И какое же, по ее мнению, у меня состояние? Однако я не задаю вопросов, поскольку они, похоже, считаются пререканиями, и у нашей сестрички Рэтчед такой вид, будто достаточно всего одного вопроса, и она позовет коллег Стивена, чтобы насильно запихнуть таблетку мне в глотку.

Сестра Рэтчед — персонаж фильма семидесятых, который обожает мой папа. Фильм называется «Пролетая над гнездом кукушки». Есть и такая книга. Я ее не читала и не видела фильм, но папа обзывает сестрой Рэтчед любого, кто обращается с ним чересчур, по его мнению, сурово: если повар в дорогом ресторане отказывается поменять блюдо, если консьерж гостиницы не соглашается поселить нас в номер люкс вместо обычного. В фильме рассказывается о заключении в психиатрической больнице; интересно, папа пересматривал его с тех пор, как я сюда угодила? Интересно, кино ему по-прежнему нравится? Интересно, упомянет ли папа сестру Рэтчед, когда в следующий раз повар откажется заменить брокколи брюссельской капустой?

Когда медсестра снова протягивает мне снотворное, я его беру. Таблетка застревает в горле, и я так закашливаюсь, что глаза слезятся.

Медсестра натягивает перчатку.

— Открой рот, — командует она, когда мне наконец удается отдышаться.

— А?

— Рот открой.

Я открываю.

— Теперь высуни язык.

Я высовываю. Она сжимает мне язык двумя пальцами, отводит вправо и влево, потом приподнимает, чтобы посмотреть под ним.

— Хорошо, — наконец говорит она. Перчатка со щелчком снимается с руки.

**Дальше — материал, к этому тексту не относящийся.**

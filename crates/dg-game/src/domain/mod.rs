//! Domain layer for the game context.

pub mod aggregates;
pub mod commands;
pub mod config;
//! Color fragments and buffs.

use std::fmt;
use std::str::FromStr;

use chrono::{DateTime, Utc};
use dg_core::color::SoulColor;
use dg_core::error::DomainError;
use serde::{Deserialize, Serialize};
use uuid::Uuid;

/// A unit of color currency held by a ghost.
#[derive(Debug, Clone, PartialEq, Serialize, Deserialize)]
pub struct ColorFragment {
    /// Fragment identifier.
    pub id: Uuid,
    /// Owning game.
    pub game_id: Uuid,
    /// The ghost holding the fragment.
    pub holder_ghost_id: Uuid,
    /// Fragment color.
    pub color: SoulColor,
    /// Fragment value.
    pub value: f64,
    /// Whether the fragment has been spent.
    pub redeemed: bool,
    /// When it was spent.
    pub redeemed_at: Option<DateTime<Utc>>,
}

impl ColorFragment {
    /// Mints a fragment on a ghost.
    ///
    /// # Errors
    ///
    /// Returns `DomainError::Validation` if `value` is not a positive number.
    pub fn mint(
        id: Uuid,
        game_id: Uuid,
        holder_ghost_id: Uuid,
        color: SoulColor,
        value: f64,
    ) -> Result<Self, DomainError> {
        if !value.is_finite() || value <= 0.0 {
            return Err(DomainError::Validation(format!(
                "fragment value must be positive (got {value})"
            )));
        }
        Ok(Self {
            id,
            game_id,
            holder_ghost_id,
            color,
            value,
            redeemed: false,
            redeemed_at: None,
        })
    }

    /// Spends the fragment. Write-once.
    ///
    /// # Errors
    ///
    /// Returns `DomainError::InvalidState` if it was already redeemed.
    pub fn redeem(&mut self, now: DateTime<Utc>) -> Result<(), DomainError> {
        if self.redeemed {
            return Err(DomainError::InvalidState(format!(
                "color fragment {} is already redeemed",
                self.id
            )));
        }
        self.redeemed = true;
        self.redeemed_at = Some(now);
        Ok(())
    }
}

/// How a buff's expression is interpreted.
#[derive(Debug, Clone, Copy, PartialEq, Eq, Serialize, Deserialize)]
#[serde(rename_all = "lowercase")]
pub enum BuffType {
    /// A flat number.
    Numeric,
    /// A dice expression.
    Dice,
    /// An attribute change.
    Attribute,
    /// Free text.
    Text,
}

impl BuffType {
    /// Returns the storage/wire name.
    #[must_use]
    pub fn as_str(self) -> &'static str {
        match self {
            BuffType::Numeric => "numeric",
            BuffType::Dice => "dice",
            BuffType::Attribute => "attribute",
            BuffType::Text => "text",
        }
    }
}

impl fmt::Display for BuffType {
    fn fmt(&self, f: &mut fmt::Formatter<'_>) -> fmt::Result {
        f.write_str(self.as_str())
    }
}

impl FromStr for BuffType {
    type Err = DomainError;

    fn from_str(s: &str) -> Result<Self, Self::Err> {
        match s {
            "numeric" => Ok(BuffType::Numeric),
            "dice" => Ok(BuffType::Dice),
            "attribute" => Ok(BuffType::Attribute),
            "text" => Ok(BuffType::Text),
            other => Err(DomainError::Validation(format!("unknown buff type {other:?}"))),
        }
    }
}

/// A buff or debuff on a ghost.
#[derive(Debug, Clone, PartialEq, Eq, Serialize, Deserialize)]
pub struct Buff {
    /// Buff identifier.
    pub id: Uuid,
    /// The ghost carrying the buff.
    pub ghost_id: Uuid,
    /// Owning game.
    pub game_id: Uuid,
    /// Display name.
    pub name: String,
    /// Effect expression, interpreted per `buff_type`.
    pub expression: String,
    /// Interpretation of `expression`.
    pub buff_type: BuffType,
    /// Rounds left.
    pub remaining_rounds: i32,
    /// The user who applied it.
    pub created_by: Option<Uuid>,
    /// When it was applied.
    pub created_at: DateTime<Utc>,
}

#[cfg(test)]
mod tests {
    use super::*;
    use dg_test_support::fixed_now;

    #[test]
    fn test_redeem_is_write_once() {
        // Arrange
        let mut fragment =
            ColorFragment::mint(Uuid::new_v4(), Uuid::new_v4(), Uuid::new_v4(), SoulColor::Y, 1.0)
                .unwrap();

        // Act
        fragment.redeem(fixed_now()).unwrap();
        let second = fragment.redeem(fixed_now());

        // Assert
        assert!(fragment.redeemed);
        assert_eq!(fragment.redeemed_at, Some(fixed_now()));
        assert!(matches!(second, Err(DomainError::InvalidState(_))));
    }

    #[test]
    fn test_mint_rejects_non_positive_value() {
        let result =
            ColorFragment::mint(Uuid::new_v4(), Uuid::new_v4(), Uuid::new_v4(), SoulColor::C, 0.0);
        assert!(matches!(result, Err(DomainError::Validation(_))));
    }

    #[test]
    fn test_buff_type_parsing() {
        assert_eq!("dice".parse::<BuffType>().unwrap(), BuffType::Dice);
        assert!("aura".parse::<BuffType>().is_err());
    }
}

Я возвращаю язык на законное место.

— Утром вы не проверяли, — отмечаю я.

— Утром ты не пререкалась, — отвечает она. Затем добавляет: — Спокойной ночи, — с фальшивым добродушием, будто не она только что совала мне пальцы в рот.

Свет гаснет через пару секунд после того, как она закрывает за собой дверь. Я забираюсь в кровать.

Со своей стороны палаты Люси обзывает медсестру таким словом, которое моя мама просто ненавидит. Она не признает ругательств с гендерным оттенком. Будь мама здесь, она предложила бы Люси: «Просто назови ее сволочью. Мужчину ты так и назвала бы».

Но мамы здесь нет, так что я вслух повторяю ругательство за Люси, а потом желтая таблетка погружает меня в сон.

тридцать два

Надо бы считать, сколько дней я уже на лекарствах. Сколько приняла синих таблеток, сколько желтых (хотя позже я решила, что они, скорее, бежевые, чем желтые). Но я не считаю. Точная дозировка мне неизвестна, поэтому какая разница?

Таблетки приносят две медсестры. Одна — та жуткая тетка с длинной косой и в персиковой униформе; она заставляет меня высовывать язык, чтобы проверить, проглотила ли я таблетки. (Теперь процедура повторяется каждый раз, даже если я не задаю вопросов.) Вторая сестра с виду добрая, с неизменной улыбкой и пышной афропрической. У этой униформа желтая — по-настоящему желтая, не бежевая, как снотворное, — и она всегда красится ярко-алой помадой. Она называет меня «солнышко» и никогда не требует высунуть язык. Наверное, она моложе и не такая циничная. Пока что.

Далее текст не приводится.